I don’t think I had actually realized that was the case until I wrote it down. For years I’ve been so preoccupied with thinking about the broader social contours of loneliness that I hadn’t entirely noticed its flow and ebb in my own life. So, over the last week, I’ve been contemplating why exactly I’m less isolated right now. And I think there are a few very specific things that have made a difference.
Before I get to them, though, two points: First, I’ve experienced various periods of significant loneliness. And I’ve tried to address that. For example, when I returned to Southern California in 2014, I initially had few friends or family within driving distance2. So I constantly went to events, shows3, gallery openings, public markets, and anything else I could think of. I went to some weird stuff — I once attended a “film festival” with 15 people who made movies using vintage Fischer Price toy cameras — and I loved it.

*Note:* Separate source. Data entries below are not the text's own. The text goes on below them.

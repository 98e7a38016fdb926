//! Structured logging.
//!
//! # Responsibilities
//! - Define the `LogSink` collaborator the coordinator reports through
//! - Provide the default name-scoped sink backed by `tracing`
//! - Initialize the global subscriber for binaries
//!
//! # Design Decisions
//! - Uses tracing crate for structured logging
//! - JSON format for production, pretty format for development
//! - Log level configurable via config and `RUST_LOG`

use tracing_subscriber::{layer::SubscriberExt, util::SubscriberInitExt, EnvFilter};

use crate::config::schema::{LogFormat, ObservabilityConfig};

/// Where the coordinator sends its operator-facing messages.
pub trait LogSink: Send + Sync + 'static {
    fn info(&self, msg: &str);
    fn error(&self, msg: &str);
}

/// Default sink: forwards to `tracing`, tagged with the component name.
#[derive(Debug, Clone)]
pub struct TracingSink {
    name: String,
}

impl TracingSink {
    pub fn new(name: impl Into<String>) -> Self {
        Self { name: name.into() }
    }

    pub fn name(&self) -> &str {
        &self.name
    }
}

impl LogSink for TracingSink {
    fn info(&self, msg: &str) {
        tracing::info!(component = %self.name, "{}", msg);
    }

    fn error(&self, msg: &str) {
        tracing::error!(component = %self.name, "{}", msg);
    }
}

/// Error raised when the global subscriber cannot be installed.
#[derive(Debug, thiserror::Error)]
pub enum LoggingError {
    #[error("invalid log filter '{filter}': {source}")]
    Filter {
        filter: String,
        #[source]
        source: tracing_subscriber::filter::ParseError,
    },
    #[error("failed to install subscriber: {0}")]
    Init(#[from] tracing_subscriber::util::TryInitError),
}

/// Install the global tracing subscriber.
///
/// `RUST_LOG` takes precedence over the configured level.
pub fn init_logging(config: &ObservabilityConfig) -> Result<(), LoggingError> {
    let filter = match EnvFilter::try_from_default_env() {
        Ok(filter) => filter,
        Err(_) => EnvFilter::try_new(&config.log_level).map_err(|source| LoggingError::Filter {
            filter: config.log_level.clone(),
            source,
        })?,
    };

    let registry = tracing_subscriber::registry().with(filter);
    match config.log_format {
        LogFormat::Json => registry.with(tracing_subscriber::fmt::layer().json()).try_init()?,
        LogFormat::Pretty => registry.with(tracing_subscriber::fmt::layer()).try_init()?,
    }
    Ok(())
}

#[cfg(test)]
mod tests {
    use super::*;

    #[test]
    fn test_tracing_sink_keeps_name() {
        let sink = TracingSink::new("billing-worker");
        assert_eq!(sink.name(), "billing-worker");
        // Without a subscriber these are no-ops; they must not panic.
        sink.info("startup complete");
        sink.error("startup failed: nope");
    }

    #[test]
    fn test_invalid_filter_is_rejected() {
        let config = ObservabilityConfig {
            log_level: "lifecycle=loud".to_string(),
            ..ObservabilityConfig::default()
        };
        if std::env::var_os("RUST_LOG").is_none() {
            assert!(matches!(init_logging(&config), Err(LoggingError::Filter { .. })));
        }
    }
}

But I didn’t really walk away with any lasting friendships from all of those efforts — which was baffling.
The second point is that there are a lot of people in this boat.

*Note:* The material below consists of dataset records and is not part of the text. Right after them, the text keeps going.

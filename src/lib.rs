//! Process lifecycle coordinator.
//!
//! Sequences a single startup action under a timeout, traps SIGTERM/SIGINT
//! and panics, and runs a single teardown action exactly once before ending
//! the process with a status derived from why teardown happened.

pub mod config;
pub mod error;
pub mod lifecycle;
pub mod observability;
pub mod resilience;

pub use config::CoordinatorConfig;
pub use error::{BoxError, LifecycleError, Stage};
pub use lifecycle::{
    Coordinator, ExitStatus, FailureReason, LifecycleHandle, Phase, ProcessExit, Signal, Terminator,
};
pub use observability::{LogSink, TracingSink};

A survey from May4, and published last month5, found that nearly half of Americans reported having three or fewer close friends. Another 12 percent said they had no close friends at all. The survey also found that “the number of close friendships Americans have appears to have declined considerably over the past several decades.” The number of Americans with a “best friend” has also declined, and Americans ultimately aren’t “overly satisfied about the size of their friendship group.”
All of which is to say that many of us appear to have experienced an inadequate (in-real-life) social network.
I haven’t entirely solved this issue. But I would say that I have a less lonely life now than in the past. Here are a few things that I think contributed to that:
I moved to the location where I had the largest network of friends and family. I’ve already written before about moving from Los Angeles to Utah. I moved for lots of reasons, but chose Utah because I had family and friends living there. I won’t rehash everything I’ve written before. But I will say that while I miss many of the cultural elements of LA, the day to day quality of my social life is better in Utah simply because I’m closer to more people here.
I spend far more time with my family. Related to the point above, I often see members of my family three times a week or more. We go to my siblings’ softball games and have frequent family dinners. We’re going on a trip with most of my extended family later this month. I’ve also had a number of family members staying at my house, including for up to a month at a time. It has been great (and further convinced me that an intergenerational house is the way to go).
I had kids. I fully expected kids to increase my level of isolation. In fact, the opposite has proven to be the case. Part of that is probably just because kids take up a lot of time, which leaves less time for other things. And part of it is also probably because society doesn’t expect parents to have a Friends-like existence. If I’m at home on a Saturday night as a dad, well, that’s normal life. But on a deeper level, I also discovered that devoting energy to someone else (ie kids) is enriching. I know, billions of people have discovered this before me. But I think messaging about adulthood right now focuses so much on individual wants and needs that it ends up cutting against the idea that having kids can be enriching6.
I gave up. Basically, after trying for years to build what I imagined was the ideal friend network, I concluded that what I wanted was perhaps impossible. So I abandoned the idea of making lots of new friends after the age of 307. I’ve still gradually made new friends, and I hope to make many more. But I’m not holding my breath. I talk a lot in this newsletter about the proverbial village (“it takes a village…”) and what I realized is that it’s much harder to build a new village from scratch than to just invest in the one you may already have. The result has been less pressure, less FOMO, and a sense of clarity about how to use my limited social bandwidth.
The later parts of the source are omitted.